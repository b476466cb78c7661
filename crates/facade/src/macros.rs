//! Call-site macros over the process default.
//!
//! `log_*!` take any values convertible into `LogValue` and join them with
//! spaces; the `*f!` forms take `format!`-style arguments.

/// Debug record from values.
#[macro_export]
macro_rules! log_debug {
    ($($value:expr),* $(,)?) => {
        $crate::debug(&[$($crate::LogValue::from($value)),*])
    };
}

/// Info record from values.
#[macro_export]
macro_rules! log_info {
    ($($value:expr),* $(,)?) => {
        $crate::info(&[$($crate::LogValue::from($value)),*])
    };
}

/// Warn record from values.
#[macro_export]
macro_rules! log_warn {
    ($($value:expr),* $(,)?) => {
        $crate::warn(&[$($crate::LogValue::from($value)),*])
    };
}

/// Error record from values.
#[macro_export]
macro_rules! log_error {
    ($($value:expr),* $(,)?) => {
        $crate::error(&[$($crate::LogValue::from($value)),*])
    };
}

/// Fatal record from values, then exit.
#[macro_export]
macro_rules! log_fatal {
    ($($value:expr),* $(,)?) => {
        $crate::fatal(&[$($crate::LogValue::from($value)),*])
    };
}

/// Fatal-severity record from values, then unwind.
#[macro_export]
macro_rules! log_panic {
    ($($value:expr),* $(,)?) => {
        $crate::panic(&[$($crate::LogValue::from($value)),*])
    };
}

/// Debug record from a format template.
#[macro_export]
macro_rules! debugf {
    ($($arg:tt)+) => {
        $crate::debugf(::std::format_args!($($arg)+))
    };
}

/// Info record from a format template.
#[macro_export]
macro_rules! infof {
    ($($arg:tt)+) => {
        $crate::infof(::std::format_args!($($arg)+))
    };
}

/// Warn record from a format template.
#[macro_export]
macro_rules! warnf {
    ($($arg:tt)+) => {
        $crate::warnf(::std::format_args!($($arg)+))
    };
}

/// Error record from a format template.
#[macro_export]
macro_rules! errorf {
    ($($arg:tt)+) => {
        $crate::errorf(::std::format_args!($($arg)+))
    };
}

/// Fatal record from a format template, then exit.
#[macro_export]
macro_rules! fatalf {
    ($($arg:tt)+) => {
        $crate::fatalf(::std::format_args!($($arg)+))
    };
}

/// Fatal-severity record from a format template, then unwind.
#[macro_export]
macro_rules! panicf {
    ($($arg:tt)+) => {
        $crate::panicf(::std::format_args!($($arg)+))
    };
}
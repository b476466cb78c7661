//! Logger backend selection and construction.
//!
//! The registry maps a [`BackendSelector`] to a constructor. Adding a backend
//! means registering one more entry; the `LoggerPort` contract and the slot
//! logic stay untouched.

use logfacade_adapters::{StructuredLogger, TracingLogger};
use logfacade_config::LoggerConfig;
use logfacade_ports::LoggerPort;
use logfacade_shared::{ErrorCode, ErrorEnvelope};
use serde::{Deserialize, Deserializer, Serialize, Serializer};
use std::collections::BTreeMap;
use std::fmt;
use std::str::FromStr;
use std::sync::Arc;

/// Error type returned by backend constructors.
pub type BoxError = Box<dyn std::error::Error + Send + Sync + 'static>;

/// Backend constructor. Must not keep a reference to the config.
pub type BackendConstructor = fn(&LoggerConfig) -> Result<Arc<dyn LoggerPort>, BoxError>;

/// Tag naming a logging backend.
#[derive(Debug, Clone, Copy, PartialEq, Eq, PartialOrd, Ord, Hash)]
pub struct BackendSelector(u8);

impl BackendSelector {
    /// Reserved id; never registered.
    pub const UNSET: Self = Self(0);
    /// Structured console/file backend (the default).
    pub const STRUCTURED: Self = Self(1);
    /// Backend forwarding to a private `tracing` dispatcher.
    pub const TRACING: Self = Self(2);

    /// Selector from a raw id. Ids without a registered backend are accepted
    /// here and rejected at construction time.
    #[must_use]
    pub const fn from_id(id: u8) -> Self {
        Self(id)
    }

    /// Raw id.
    #[must_use]
    pub const fn id(self) -> u8 {
        self.0
    }

    /// Canonical name for the built-in selectors.
    #[must_use]
    pub const fn name(self) -> Option<&'static str> {
        match self.0 {
            1 => Some("structured"),
            2 => Some("tracing"),
            _ => None,
        }
    }
}

impl Default for BackendSelector {
    fn default() -> Self {
        Self::STRUCTURED
    }
}

impl fmt::Display for BackendSelector {
    fn fmt(&self, formatter: &mut fmt::Formatter<'_>) -> fmt::Result {
        match self.name() {
            Some(name) => formatter.write_str(name),
            None => write!(formatter, "backend#{}", self.0),
        }
    }
}

/// A backend name that did not parse.
#[derive(Debug, Clone, PartialEq, Eq, thiserror::Error)]
#[error("unknown logger backend {input:?}; expected structured, tracing, or a numeric id")]
pub struct ParseSelectorError {
    /// The rejected input.
    pub input: String,
}

impl FromStr for BackendSelector {
    type Err = ParseSelectorError;

    fn from_str(value: &str) -> Result<Self, Self::Err> {
        let raw = value.trim();
        let normalized = raw.to_ascii_lowercase();
        match normalized.as_str() {
            "structured" | "logrus" | "default" => Ok(Self::STRUCTURED),
            "tracing" => Ok(Self::TRACING),
            other => other.parse::<u8>().map(Self).map_err(|_| ParseSelectorError {
                input: raw.to_string(),
            }),
        }
    }
}

impl Serialize for BackendSelector {
    fn serialize<S: Serializer>(&self, serializer: S) -> Result<S::Ok, S::Error> {
        match self.name() {
            Some(name) => serializer.serialize_str(name),
            None => serializer.serialize_u8(self.0),
        }
    }
}

impl<'de> Deserialize<'de> for BackendSelector {
    fn deserialize<D: Deserializer<'de>>(deserializer: D) -> Result<Self, D::Error> {
        #[derive(Deserialize)]
        #[serde(untagged)]
        enum Raw {
            Id(u8),
            Name(String),
        }

        match Raw::deserialize(deserializer)? {
            Raw::Id(id) => Ok(Self(id)),
            Raw::Name(name) => name.parse().map_err(serde::de::Error::custom),
        }
    }
}

/// Backend construction failures.
#[derive(Debug, thiserror::Error)]
pub enum ConstructionError {
    /// No constructor is registered for the selector.
    #[error("unsupported logger backend: {selector}")]
    UnsupportedBackend {
        /// The requested selector.
        selector: BackendSelector,
    },
    /// The backend constructor failed.
    #[error("failed to construct logger backend {selector}: {source}")]
    BackendConstructionFailed {
        /// The requested selector.
        selector: BackendSelector,
        /// Constructor error.
        #[source]
        source: BoxError,
    },
}

impl ConstructionError {
    /// The selector that was requested.
    #[must_use]
    pub const fn selector(&self) -> BackendSelector {
        match self {
            Self::UnsupportedBackend { selector }
            | Self::BackendConstructionFailed { selector, .. } => *selector,
        }
    }

    fn error_code(&self) -> ErrorCode {
        match self {
            Self::UnsupportedBackend { .. } => ErrorCode::new("logger", "unsupported_backend"),
            Self::BackendConstructionFailed { .. } => {
                ErrorCode::new("logger", "backend_construction_failed")
            },
        }
    }
}

impl From<ConstructionError> for ErrorEnvelope {
    fn from(error: ConstructionError) -> Self {
        let code = error.error_code();
        let selector = error.selector();
        Self::expected(code, error.to_string())
            .with_metadata("backend", selector.to_string())
            .with_metadata("backendId", selector.id().to_string())
    }
}

/// Selector to constructor table.
#[derive(Debug, Clone, Default)]
pub struct BackendRegistry {
    constructors: BTreeMap<BackendSelector, BackendConstructor>,
}

impl BackendRegistry {
    /// Registry with no backends.
    #[must_use]
    pub fn empty() -> Self {
        Self::default()
    }

    /// Registry with the built-in backends.
    #[must_use]
    pub fn builtin() -> Self {
        Self::empty()
            .with(BackendSelector::STRUCTURED, build_structured)
            .with(BackendSelector::TRACING, build_tracing)
    }

    /// Add or replace the constructor for `selector`.
    pub fn register(&mut self, selector: BackendSelector, constructor: BackendConstructor) {
        if self.constructors.insert(selector, constructor).is_some() {
            tracing::debug!(%selector, "replaced logger backend constructor");
        }
    }

    /// Builder form of [`register`](Self::register).
    #[must_use]
    pub fn with(mut self, selector: BackendSelector, constructor: BackendConstructor) -> Self {
        self.register(selector, constructor);
        self
    }

    /// Whether `selector` has a constructor.
    #[must_use]
    pub fn contains(&self, selector: BackendSelector) -> bool {
        self.constructors.contains_key(&selector)
    }

    /// Registered selectors in id order.
    pub fn selectors(&self) -> impl Iterator<Item = BackendSelector> + '_ {
        self.constructors.keys().copied()
    }

    /// Build a fresh backend instance.
    pub fn construct(
        &self,
        config: &LoggerConfig,
        selector: BackendSelector,
    ) -> Result<Arc<dyn LoggerPort>, ConstructionError> {
        let Some(constructor) = self.constructors.get(&selector) else {
            tracing::debug!(%selector, "no logger backend registered");
            return Err(ConstructionError::UnsupportedBackend { selector });
        };

        let logger = constructor(config)
            .map_err(|source| ConstructionError::BackendConstructionFailed { selector, source })?;
        tracing::debug!(%selector, "constructed logger backend");
        Ok(logger)
    }
}

/// Build a backend from the built-in registry.
pub fn build_logger(
    config: &LoggerConfig,
    selector: BackendSelector,
) -> Result<Arc<dyn LoggerPort>, ConstructionError> {
    BackendRegistry::builtin().construct(config, selector)
}

fn build_structured(config: &LoggerConfig) -> Result<Arc<dyn LoggerPort>, BoxError> {
    Ok(Arc::new(StructuredLogger::from_config(config)?))
}

fn build_tracing(config: &LoggerConfig) -> Result<Arc<dyn LoggerPort>, BoxError> {
    Ok(Arc::new(TracingLogger::from_config(config)?))
}

#[cfg(test)]
mod tests {
    use super::*;
    use logfacade_ports::{Fields, LogRecord};

    struct Silent;

    impl LoggerPort for Silent {
        fn log(&self, _record: LogRecord) {}

        fn with_fields(&self, _fields: Fields) -> Box<dyn LoggerPort> {
            Box::new(Self)
        }
    }

    fn build_silent(_config: &LoggerConfig) -> Result<Arc<dyn LoggerPort>, BoxError> {
        Ok(Arc::new(Silent))
    }

    #[test]
    fn selector_names_parse() {
        assert_eq!("structured".parse(), Ok(BackendSelector::STRUCTURED));
        assert_eq!(" Logrus ".parse(), Ok(BackendSelector::STRUCTURED));
        assert_eq!("default".parse(), Ok(BackendSelector::STRUCTURED));
        assert_eq!("TRACING".parse(), Ok(BackendSelector::TRACING));
        assert_eq!("9".parse(), Ok(BackendSelector::from_id(9)));
        assert_eq!(
            "syslog".parse::<BackendSelector>(),
            Err(ParseSelectorError {
                input: "syslog".to_string()
            })
        );
    }

    #[test]
    fn selector_serde_uses_names_when_known() -> Result<(), serde_json::Error> {
        assert_eq!(serde_json::to_string(&BackendSelector::TRACING)?, "\"tracing\"");
        assert_eq!(serde_json::to_string(&BackendSelector::from_id(7))?, "7");
        let parsed: BackendSelector = serde_json::from_str("\"logrus\"")?;
        assert_eq!(parsed, BackendSelector::STRUCTURED);
        let parsed: BackendSelector = serde_json::from_str("2")?;
        assert_eq!(parsed, BackendSelector::TRACING);
        Ok(())
    }

    #[test]
    fn default_selector_is_structured() {
        assert_eq!(BackendSelector::default(), BackendSelector::STRUCTURED);
        assert_eq!(BackendSelector::default().id(), 1);
    }

    #[test]
    fn reserved_selector_is_unsupported() {
        let registry = BackendRegistry::builtin();
        assert!(!registry.contains(BackendSelector::UNSET));

        let error = registry
            .construct(&LoggerConfig::default(), BackendSelector::UNSET)
            .err();
        assert!(matches!(
            error,
            Some(ConstructionError::UnsupportedBackend {
                selector: BackendSelector::UNSET
            })
        ));
    }

    #[test]
    fn registering_adds_a_backend() {
        let custom = BackendSelector::from_id(42);
        let mut registry = BackendRegistry::builtin();
        assert!(registry.construct(&LoggerConfig::default(), custom).is_err());

        registry.register(custom, build_silent);
        assert!(registry.construct(&LoggerConfig::default(), custom).is_ok());
        assert_eq!(
            registry.selectors().collect::<Vec<_>>(),
            vec![BackendSelector::STRUCTURED, BackendSelector::TRACING, custom]
        );
    }

    #[test]
    fn construction_errors_map_to_envelope_codes() {
        let envelope = ErrorEnvelope::from(ConstructionError::UnsupportedBackend {
            selector: BackendSelector::from_id(9),
        });
        assert_eq!(envelope.code, ErrorCode::new("logger", "unsupported_backend"));
        assert!(envelope.message.contains("backend#9"));
    }
}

==================================================

#### [TASK]
Looking at the records above, return exactly the lines from the line with "Add or replace" to the line with "if self.constructors.insert(selector, constructor).is_some()", both ends included.

#### [ANSWER TO THE PROBLEM]
    /// Add or replace the constructor for `selector`.
    pub fn register(&mut self, selector: BackendSelector, constructor: BackendConstructor) {
        if self.constructors.insert(selector, constructor).is_some() {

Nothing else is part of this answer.